Investors: Can You Count On These 3 Massive Yields?

Can Artis Real Estate Investment Trust (TSX:AX.UN), IGM Financial Inc. (TSX:IGM), and Directcash Payments Inc. (TSX:DCI) maintain their massive dividends?

| More on:
The Motley Fool

Although investors have been warned repeatedly, some just don’t get the message. They still chase yield.

The naysayers think such an investment will end very badly. There’s a reason why stocks have yields of 5%, 7%, or even 10% in a low-interest rate world. The market just doesn’t trust the company’s ability to earn enough to make the distribution.

I’m a little less skeptical. I believe some high-yield stocks are disasters waiting to happen. But not every company is that dire. There are dozens of stocks that just don’t get the respect they deserve. For whatever reason, the market has discounted their future prospects even though the company might have years of consistent dividend payments under its belt.

It’s up to each individual investor to separate the good from the bad. Let’s take a closer look at a few of Canada’s top-yielding stocks and see if they can maintain those fabulous payouts.

Artis

Artis Real Estate Investment Trust (TSX:AX.UN) is one of Canada’s largest landowners. It has amassed a diversified portfolio of 26.5 million square feet of gross leasable area spread between Canada’s five westernmost provinces and three states.

Artis shares have struggled somewhat lately for a couple of reasons. It has too much exposure to Alberta, and REITs are vulnerable if interest rates go up. This weakness has pushed shares down and their yield up. The company’s dividend stands at 8.7%.

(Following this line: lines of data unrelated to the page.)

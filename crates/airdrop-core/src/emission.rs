//! Emission window and the constant per-second emission rate.
//!
//! `rate = total_amount / (end_timestamp - start_timestamp)`, held as an
//! exact rational so that interval budgets never accumulate rounding error.

use num_bigint::{BigInt, BigUint};
use num_rational::BigRational;
use serde::{Deserialize, Serialize};

use crate::error::ConfigError;

/// The block range of the airdrop and the timestamps it resolves to.
#[derive(Debug, Clone, Copy, PartialEq, Eq, Serialize, Deserialize)]
pub struct EmissionWindow {
    /// First block at which accrual may begin.
    pub start_block: u64,
    /// Last block included in the event query.
    pub end_block: u64,
    pub start_timestamp: u64,
    pub end_timestamp: u64,
}

impl EmissionWindow {
    /// Window length in seconds, `None` if the window is empty or inverted.
    pub fn duration(&self) -> Option<u64> {
        self.end_timestamp
            .checked_sub(self.start_timestamp)
            .filter(|d| *d > 0)
    }
}

/// The resolved window together with the airdrop budget and its rate.
#[derive(Debug, Clone, PartialEq, Eq)]
pub struct EmissionSchedule {
    window: EmissionWindow,
    total_amount: BigUint,
    rate: BigRational,
}

impl EmissionSchedule {
    /// Derive the emission rate.
    ///
    /// `total_amount` must already be scaled to the token's smallest unit
    /// (see [`scale_amount`]). Fails if the window has no positive duration.
    pub fn new(window: EmissionWindow, total_amount: BigUint) -> Result<Self, ConfigError> {
        let duration = window.duration().ok_or(ConfigError::EmptyWindow {
            start: window.start_timestamp,
            end: window.end_timestamp,
        })?;
        let rate = BigRational::new(BigInt::from(total_amount.clone()), BigInt::from(duration));
        Ok(Self {
            window,
            total_amount,
            rate,
        })
    }

    pub fn window(&self) -> &EmissionWindow {
        &self.window
    }

    /// Tokens (smallest unit) emitted per second.
    pub fn rate(&self) -> &BigRational {
        &self.rate
    }

    pub fn total_amount(&self) -> &BigUint {
        &self.total_amount
    }

    /// Budget for an interval lasting `elapsed` seconds.
    pub fn interval_budget(&self, elapsed: u64) -> BigRational {
        &self.rate * BigRational::from_integer(BigInt::from(elapsed))
    }
}

/// Scale a whole-token amount to the smallest unit: `whole * 10^decimals`.
pub fn scale_amount(whole: u64, decimals: u32) -> BigUint {
    BigUint::from(whole) * num_traits::pow(BigUint::from(10u32), decimals as usize)
}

In a world where 2% GIC yields are considered generous, many question the sustainability of an 8.7% dividend yield. But not only has Artis never missed a dividend payment since its 2007 IPO, it has steadily decreased its payout ratio over time.

Management expects the company to earn $1.51 per share in funds from operations in 2016–a number supported by earnings so far. The dividend will be $1.08 per share. That gives Artis a payout ratio of 71.5%.

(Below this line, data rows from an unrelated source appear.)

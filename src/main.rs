//! Playback proxy CLI

use std::path::PathBuf;
use std::time::Duration;

use anyhow::{Context, Result};
use clap::Parser;
use tracing::{error, info, warn};

use playback_proxy::{MatchStrategy, Mode, ProxyConfig, ProxyEngine};

/// HTTP recording/playback proxy
#[derive(Parser, Debug)]
#[command(name = "playback-proxy")]
#[command(author, version, about = "Record HTTP traffic and replay it with the original timing")]
struct Args {
    /// TOML configuration file; command line options override it
    #[arg(short, long, env = "PLAYBACK_PROXY_CONFIG")]
    config: Option<PathBuf>,

    /// Cache root directory
    #[arg(short, long)]
    root: Option<PathBuf>,

    /// Hostname of proxy
    #[arg(short = 'H', long)]
    host: Option<String>,

    /// Proxy port; 0 assigns an unused port
    #[arg(short, long)]
    port: Option<u16>,

    /// Mode: online, offline or mixed
    #[arg(short, long)]
    mode: Option<Mode>,

    /// Disable resource TTFB waiting
    #[arg(short = 'W', long)]
    no_waiting: bool,

    /// Disable resource data rate
    #[arg(short = 'T', long)]
    no_throttling: bool,

    /// Assumed millisecond gap of this proxy
    #[arg(long)]
    latency_gap: Option<f64>,

    /// Playback speed multiplier
    #[arg(long)]
    speed: Option<f64>,

    /// Fixed data rate in bytes per second for every response
    #[arg(long)]
    fixed_data_rate: Option<f64>,

    /// Return debug information in response headers
    #[arg(short, long)]
    debug_headers: bool,

    /// Auto save each N seconds; 0 disables
    #[arg(long)]
    auto_save: Option<u64>,

    /// Query parameter whose value is ignored when matching (repeatable)
    #[arg(long = "ignore-param")]
    ignore_params: Vec<String>,

    /// Layer consulted before the default one, highest precedence first (repeatable)
    #[arg(long)]
    cascade: Vec<String>,

    /// Approximate matching: prefix-edit-distance or path-tree
    #[arg(long)]
    match_strategy: Option<MatchStrategy>,
}

impl Args {
    fn into_config(self) -> Result<ProxyConfig> {
        let mut config = match &self.config {
            Some(path) => ProxyConfig::from_file(path)
                .with_context(|| format!("Failed to load {}", path.display()))?,
            None => ProxyConfig::default(),
        };

        if let Some(root) = self.root {
            config.cache_root = root;
        }
        if let Some(host) = self.host {
            config.host = host;
        }
        if let Some(port) = self.port {
            config.port = port;
        }
        if let Some(mode) = self.mode {
            config.mode = mode;
        }
        if self.no_waiting {
            config.playback.waiting = false;
        }
        if self.no_throttling {
            config.playback.throttling = false;
        }
        if let Some(gap) = self.latency_gap {
            config.playback.latency_gap = gap;
        }
        if let Some(speed) = self.speed {
            config.playback.speed = speed;
        }
        if let Some(rate) = self.fixed_data_rate {
            config.playback.fixed_data_rate = rate;
        }
        if self.debug_headers {
            config.debug_headers = true;
        }
        if let Some(secs) = self.auto_save {
            config.autosave_secs = secs;
        }
        if !self.ignore_params.is_empty() {
            config.ignore_params = self.ignore_params;
        }
        if !self.cascade.is_empty() {
            config.cascade = self.cascade;
        }
        if let Some(strategy) = self.match_strategy {
            config.match_strategy = strategy;
        }

        config.validate()?;
        Ok(config)
    }
}

#[tokio::main]
async fn main() -> Result<()> {
    tracing_subscriber::fmt()
        .with_env_filter(
            tracing_subscriber::EnvFilter::from_default_env()
                .add_directive(tracing::Level::INFO.into()),
        )
        .init();

    let config = Args::parse().into_config()?;
    let autosave_secs = config.autosave_secs;

    let engine = ProxyEngine::new(config).context("Failed to create proxy")?;
    let addr = engine.start().await.context("Failed to start proxy")?;
    println!("Playback proxy listening on http://{addr}");

    let autosave = (autosave_secs > 0).then(|| {
        let engine = engine.clone();
        tokio::spawn(async move {
            let mut ticker = tokio::time::interval(Duration::from_secs(autosave_secs));
            ticker.tick().await;
            loop {
                ticker.tick().await;
                if let Err(e) = engine.autosave().await {
                    warn!("Autosave failed: {}", e);
                }
            }
        })
    });

    tokio::signal::ctrl_c()
        .await
        .context("Failed to listen for Ctrl-C")?;
    info!("Received SIGINT, shutting down");

    if let Some(task) = autosave {
        task.abort();
    }
    if let Err(e) = engine.stop().await {
        error!("Failed to save index: {}", e);
        return Err(e.into());
    }

    Ok(())
}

Compare that to RioCan, which is often considered Canada’s finest REIT. RioCan has a payout ratio of more than 80%, yet its yield is only 5.4%. Artis deserves more love.

Directcash

Directcash Payments Inc. (TSX:DCI) dominates a sector many people think is about to get squashed by technology.

The company owns private label ATMs in Canada, Australia, and the U.K., growing its portfolio to more than 20,000 machines in the three markets. As services like Apple Pay grow in popularity, many are convinced ATMs will go the way of the dodo.

But that’s just not happening. In its most recent quarter, Directcash reported the number of ATM transactions was up to 64.5 million–a 2% increase compared with 2015. Profitability is down slightly because of increased maintenance spending, but the company still can easily afford its massive 11.1% dividend.

Over the last 12 months, Directcash has generated approximately $2.20 per share in free cash flow while paying $1.44 in dividends. That’s a payout ratio of just 65%, which should come down in 2017.

IGM Financial

Many people think the future doesn’t look bright for IGM Financial Inc. (TSX:IGM) and its army of 5,000 Investors Group salespeople.

Investors Group is famous for selling high-fee mutual funds to retail investors. As ETFs continue to gain popularity, it doesn’t look good for IGM’s assets under management. Less capital invested is not good for the bottom line of a company that gets paid based on a percentage.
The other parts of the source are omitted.